Hay un duro pasaje en ese historial, en el que lo hacen figurar el suplicio de la muerte. Pero al final de tal historia, hasta la misma divinidad de la muerte es derrotada por este hijo de mujer mortal. A esto se corresponden los relatos de su resurrección y de su elevación a los cielos, de donde había descendido para habitar entre los humanos. Este capítulo viene a ser la segunda parte de este relato, que por hoy no nos ocupa. Por estos días se festeja lo que tuvo que ver con su nacimiento, que es su aparición entre los mortales. Nada más.
A lo largo de los siglos y determinadas por las distintas variantes geográficas del globo, unas fiestas resaltan algunos elementos y otras otros. Por ejemplo, todas las regiones en donde el frío aprieta en serio adelantan como elemento primordial la nieve, la oscuridad, los trineos y la ropa de invierno. En cambio, quienes no tenemos, como aquí en México, tales durezas del clima aunque sea el invierno, enmarcábamos nuestros monumentos con henos y musgos, con velitas, cascabeles y vestuarios simulando vida pastoril.
Lo muy propio de nuestra región mesoamericana para esta festividad venía a ser la elaboración de monumentos para representar el nacimiento. Duraban hasta pasada la temporada. Se arreglaban de acuerdo al ingenio de nuestros constructores autóctonos. Pero el festejo que se convertía en la alegría vespertina de chicos y grandes venía a ser la posada, en la cual no podía faltar la piñata y su bolo. Bebíamos ponche, pelábamos mandarinas y cañas, consumíamos colaciones, cacahuates, dulces al por mayor.
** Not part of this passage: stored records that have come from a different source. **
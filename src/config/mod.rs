pub mod settings;
pub mod toml_config;

#[cfg(feature = "cli")]
pub mod cli;

#[cfg(feature = "cli")]
pub use cli::{CliConfig, FormatArg};
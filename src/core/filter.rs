use crate::domain::model::{EmployeeScope, FilterCriteria, SkillRecord};

/// Record-level inclusion. A record survives when it belongs to the resolved
/// employee scope and owns at least one skill satisfying each active filter.
/// The skills inside a surviving record are left untouched; narrowing them is
/// the projector's job.
pub fn filter_records<'a>(
    records: &'a [SkillRecord],
    criteria: &FilterCriteria,
    scope: &EmployeeScope,
) -> Vec<&'a SkillRecord> {
    let selected: Vec<&SkillRecord> = records
        .iter()
        .filter(|record| scope.includes(&record.employee_ref))
        // 兩個條件各自獨立檢查，不要求落在同一筆技能上
        .filter(|record| {
            criteria.skill_name.is_none()
                || record
                    .skills
                    .iter()
                    .any(|entry| criteria.matches_skill_name(entry))
        })
        .filter(|record| {
            criteria.proficiency_level.is_none()
                || record.skills.iter().any(|entry| criteria.matches_level(entry))
        })
        .collect();

    tracing::debug!(
        "Filter kept {} of {} records (scope: {:?})",
        selected.len(),
        records.len(),
        scope
    );

    selected
}
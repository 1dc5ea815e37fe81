use crate::config::settings::ReportSettings;
use crate::core::csv_report::render_csv;
use crate::core::filter::filter_records;
use crate::core::pdf::render_pdf;
use crate::core::projector::{csv_lines, pdf_table, project_rows};
use crate::core::query::ReportQuery;
use crate::domain::model::{
    EmployeeScope, FilterCriteria, ReportFormat, ReportOutput, ReportRow, SkillRecord,
};
use crate::domain::ports::{EmployeeDirectory, SkillRecordSource};
use crate::utils::error::{ReportError, Result};

/// Runs one report request: resolve the employee, fetch a snapshot, filter,
/// project and render. Holds no state between requests.
pub struct ReportEngine<R: SkillRecordSource, D: EmployeeDirectory> {
    records: R,
    directory: D,
    settings: ReportSettings,
}

impl<R: SkillRecordSource, D: EmployeeDirectory> ReportEngine<R, D> {
    pub fn new(records: R, directory: D) -> Self {
        Self::with_settings(records, directory, ReportSettings::default())
    }

    pub fn with_settings(records: R, directory: D, settings: ReportSettings) -> Self {
        Self {
            records,
            directory,
            settings,
        }
    }

    pub fn settings(&self) -> &ReportSettings {
        &self.settings
    }

    pub async fn resolve_scope(&self, employee_name: Option<&str>) -> Result<EmployeeScope> {
        let Some(name) = employee_name else {
            return Ok(EmployeeScope::All);
        };

        match self.directory.find_by_name(name).await? {
            Some(employee_ref) => {
                tracing::debug!("Resolved employee '{}' to {}", name, employee_ref);
                Ok(EmployeeScope::Only(employee_ref))
            }
            None => {
                // 找不到員工時回傳空結果，不退回成「全部員工」
                tracing::info!("Employee '{}' not found, report will be empty", name);
                Ok(EmployeeScope::Nobody)
            }
        }
    }

    async fn fetch_snapshot(&self, scope: &EmployeeScope) -> Result<Vec<SkillRecord>> {
        let records = match scope {
            EmployeeScope::Nobody => Vec::new(),
            EmployeeScope::All => self.records.fetch_records(None).await?,
            EmployeeScope::Only(employee_ref) => {
                self.records.fetch_records(Some(employee_ref)).await?
            }
        };
        tracing::debug!("Fetched {} skill records", records.len());
        Ok(records)
    }

    /// Filtered, projected rows before any format-specific empty-row policy.
    pub async fn collect_rows(&self, criteria: &FilterCriteria) -> Result<Vec<ReportRow>> {
        let scope = self.resolve_scope(criteria.employee_name.as_deref()).await?;
        let records = self.fetch_snapshot(&scope).await?;
        let selected = filter_records(&records, criteria, &scope);
        Ok(project_rows(&selected, criteria))
    }

    pub async fn generate(&self, query: &ReportQuery, format: ReportFormat) -> Result<ReportOutput> {
        let mut outputs = self.generate_all(query, &[format]).await?;
        outputs
            .pop()
            .ok_or_else(|| ReportError::render("no output produced"))
    }

    /// Renders several formats from the same snapshot.
    pub async fn generate_all(
        &self,
        query: &ReportQuery,
        formats: &[ReportFormat],
    ) -> Result<Vec<ReportOutput>> {
        let criteria = query.to_criteria();
        tracing::debug!("Report criteria: {:?}", criteria);

        let rows = self.collect_rows(&criteria).await?;
        formats
            .iter()
            .map(|format| self.render(&rows, *format))
            .collect()
    }

    pub fn render(&self, rows: &[ReportRow], format: ReportFormat) -> Result<ReportOutput> {
        let (body, row_count) = match format {
            ReportFormat::Csv => {
                let lines = csv_lines(rows, &self.settings.csv_empty_rows);
                (render_csv(&lines), lines.len())
            }
            ReportFormat::Pdf => {
                let table = pdf_table(rows, &self.settings.pdf_empty_rows);
                (render_pdf(&table, &self.settings), table.rows.len())
            }
        };

        // 輸出失敗一律視為報表產生失敗，不回傳部分內容
        let body = body.map_err(|e| {
            tracing::error!("Error generating {} report: {}", format, e);
            ReportError::render(format!("{} rendering failed: {}", format, e))
        })?;

        tracing::info!(
            "Generated {} report: {} rows, {} bytes",
            format,
            row_count,
            body.len()
        );

        Ok(ReportOutput {
            format,
            filename: self.settings.filename(format.extension()),
            body,
            row_count,
        })
    }
}

#[cfg(test)]
mod tests {
    use super::*;
    use crate::config::settings::EmptyRowPolicy;
    use crate::domain::model::{EmployeeRef, SkillEntry};
    use async_trait::async_trait;
    use std::sync::atomic::{AtomicUsize, Ordering};
    use std::sync::Arc;

    #[derive(Clone, Default)]
    struct MockRecords {
        records: Vec<SkillRecord>,
        calls: Arc<AtomicUsize>,
    }

    #[async_trait]
    impl SkillRecordSource for MockRecords {
        async fn fetch_records(&self, employee: Option<&EmployeeRef>) -> Result<Vec<SkillRecord>> {
            self.calls.fetch_add(1, Ordering::SeqCst);
            Ok(self
                .records
                .iter()
                .filter(|r| employee.is_none_or(|e| &r.employee_ref == e))
                .cloned()
                .collect())
        }
    }

    struct MockDirectory;

    #[async_trait]
    impl EmployeeDirectory for MockDirectory {
        async fn find_by_name(&self, name: &str) -> Result<Option<EmployeeRef>> {
            Ok(match name {
                "Ann" => Some(EmployeeRef::new("u1")),
                "Bob" => Some(EmployeeRef::new("u2")),
                _ => None,
            })
        }
    }

    fn records() -> MockRecords {
        let record = |id: &str, name: &str, skills: Vec<SkillEntry>| SkillRecord {
            employee_ref: EmployeeRef::new(id),
            employee_name: name.to_string(),
            skills,
        };
        MockRecords {
            records: vec![
                record(
                    "u1",
                    "Ann",
                    vec![SkillEntry::new("Go", 3), SkillEntry::new("SQL", 1)],
                ),
                record(
                    "u2",
                    "Bob",
                    vec![SkillEntry::new("Rust", 2), SkillEntry::new("SQL", 2)],
                ),
            ],
            calls: Arc::default(),
        }
    }

    fn query(skill: Option<&str>, level: Option<&str>, employee: Option<&str>) -> ReportQuery {
        ReportQuery {
            skill: skill.map(String::from),
            skill_level: level.map(String::from),
            employee: employee.map(String::from),
        }
    }

    #[tokio::test]
    async fn test_unknown_employee_yields_no_rows_without_fetching() {
        let source = records();
        let calls = source.calls.clone();
        let engine = ReportEngine::new(source, MockDirectory);

        let output = engine
            .generate(&query(None, None, Some("Zed")), ReportFormat::Csv)
            .await
            .unwrap();

        assert_eq!(output.row_count, 0);
        assert_eq!(String::from_utf8(output.body).unwrap(), "name,skills\n");
        assert_eq!(calls.load(Ordering::SeqCst), 0);
    }

    #[tokio::test]
    async fn test_known_employee_scopes_rows() {
        let engine = ReportEngine::new(records(), MockDirectory);
        let rows = engine
            .collect_rows(&query(None, None, Some("Bob")).to_criteria())
            .await
            .unwrap();
        assert_eq!(rows.len(), 1);
        assert_eq!(rows[0].employee_name, "Bob");
    }

    #[tokio::test]
    async fn test_csv_output() {
        let engine = ReportEngine::new(records(), MockDirectory);
        let output = engine
            .generate(&query(Some("SQL"), None, None), ReportFormat::Csv)
            .await
            .unwrap();

        assert_eq!(output.filename, "skill-matrix.csv");
        assert_eq!(output.content_type(), "text/csv");
        assert_eq!(
            String::from_utf8(output.body).unwrap(),
            "name,skills\nAnn,SQL (Beginner)\nBob,SQL (Proficient)\n"
        );
    }

    #[tokio::test]
    async fn test_empty_row_asymmetry_between_formats() {
        let engine = ReportEngine::new(records(), MockDirectory);
        // Ann 通過記錄層級篩選（有 SQL、也有 Expert），但沒有單筆技能同時符合
        let outputs = engine
            .generate_all(&query(Some("SQL"), Some("3"), None), &ReportFormat::ALL)
            .await
            .unwrap();

        let csv = &outputs[0];
        assert_eq!(csv.row_count, 1);
        assert!(String::from_utf8_lossy(&csv.body).contains("Ann,No skills matching the criteria"));

        let pdf = &outputs[1];
        assert_eq!(pdf.row_count, 0);
        assert!(pdf.body.starts_with(b"%PDF"));
    }

    #[tokio::test]
    async fn test_configured_policy_unifies_formats() {
        let mut settings = ReportSettings::default();
        settings.csv_empty_rows = EmptyRowPolicy::Drop;
        let engine = ReportEngine::with_settings(records(), MockDirectory, settings);

        let output = engine
            .generate(&query(Some("SQL"), Some("3"), None), ReportFormat::Csv)
            .await
            .unwrap();
        assert_eq!(output.row_count, 0);
    }

    #[tokio::test]
    async fn test_non_numeric_level_matches_nothing() {
        let engine = ReportEngine::new(records(), MockDirectory);
        let output = engine
            .generate(&query(None, Some("expert"), None), ReportFormat::Pdf)
            .await
            .unwrap();
        assert_eq!(output.row_count, 0);
        assert_eq!(output.filename, "skill-matrix.pdf");
    }
}
use serde::{Deserialize, Serialize};

/// 熟練度固定三級，其他代碼一律視為未對應（空字串），不是錯誤
#[derive(Debug, Clone, Copy, PartialEq, Eq, Serialize, Deserialize)]
pub enum Proficiency {
    Beginner,
    Proficient,
    Expert,
}

impl Proficiency {
    pub fn from_code(code: i64) -> Option<Self> {
        match code {
            1 => Some(Proficiency::Beginner),
            2 => Some(Proficiency::Proficient),
            3 => Some(Proficiency::Expert),
            _ => None,
        }
    }

    pub fn code(self) -> i64 {
        match self {
            Proficiency::Beginner => 1,
            Proficiency::Proficient => 2,
            Proficiency::Expert => 3,
        }
    }

    pub fn label(self) -> &'static str {
        match self {
            Proficiency::Beginner => "Beginner",
            Proficiency::Proficient => "Proficient",
            Proficiency::Expert => "Expert",
        }
    }
}

pub fn label(code: i64) -> &'static str {
    Proficiency::from_code(code).map_or("", Proficiency::label)
}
Era un festejo universal e inolvidable.
Como la música es parte de nuestra entraña, entonábamos villancicos y repetíamos sonsonetes alusivos a la fiesta, como aquello de que ‘la piñata tiene caca, tiene caca… cacahuates de a montón’. O las redondillas aquellas del ‘dale, dale, dale, no pierdas el tino, porque si lo pierdes, pierdes el camino’. Los cohetitos, los saltapericos, las palomitas y todo el ruido posible durante nueve dias, sin que nos diéramos cuenta, cuando fuimos chiquillos, de que las bolsas de nuestros progenitores poco a poco se iban agotando.
La mera noche navideña nos íbamos a dormir después de haber concurrido a la misa de gallo. Y el mero 25, nos apurábamos a despertar pues amanecía el nacimiento tapizado de regalitos para todos, chicos y grandes. Esa era la fiesta de la navidad. O al menos fue la que este redactor compulsó tantas veces y que sigue recordando con tanta fruición, aunque los formatos de tales fiestas se hayan modificado tanto y ya no contengan casi los elementos de aquellos felices días.
Ahora, con un mundo tan modificado, saturado de productos de la tecnología actual y entreverado de tantas y cuantas variaciones festivas de lo que se realiza en todo el globo, apenas quedan casi recuerdos de aquellos viejos monumentos navideños. Los garrotes, con los que apaleábamos las piñatas, como la muñeca fea, duermen en un rincón el sueño de los justos. De todas formas, felices fiestas para todos.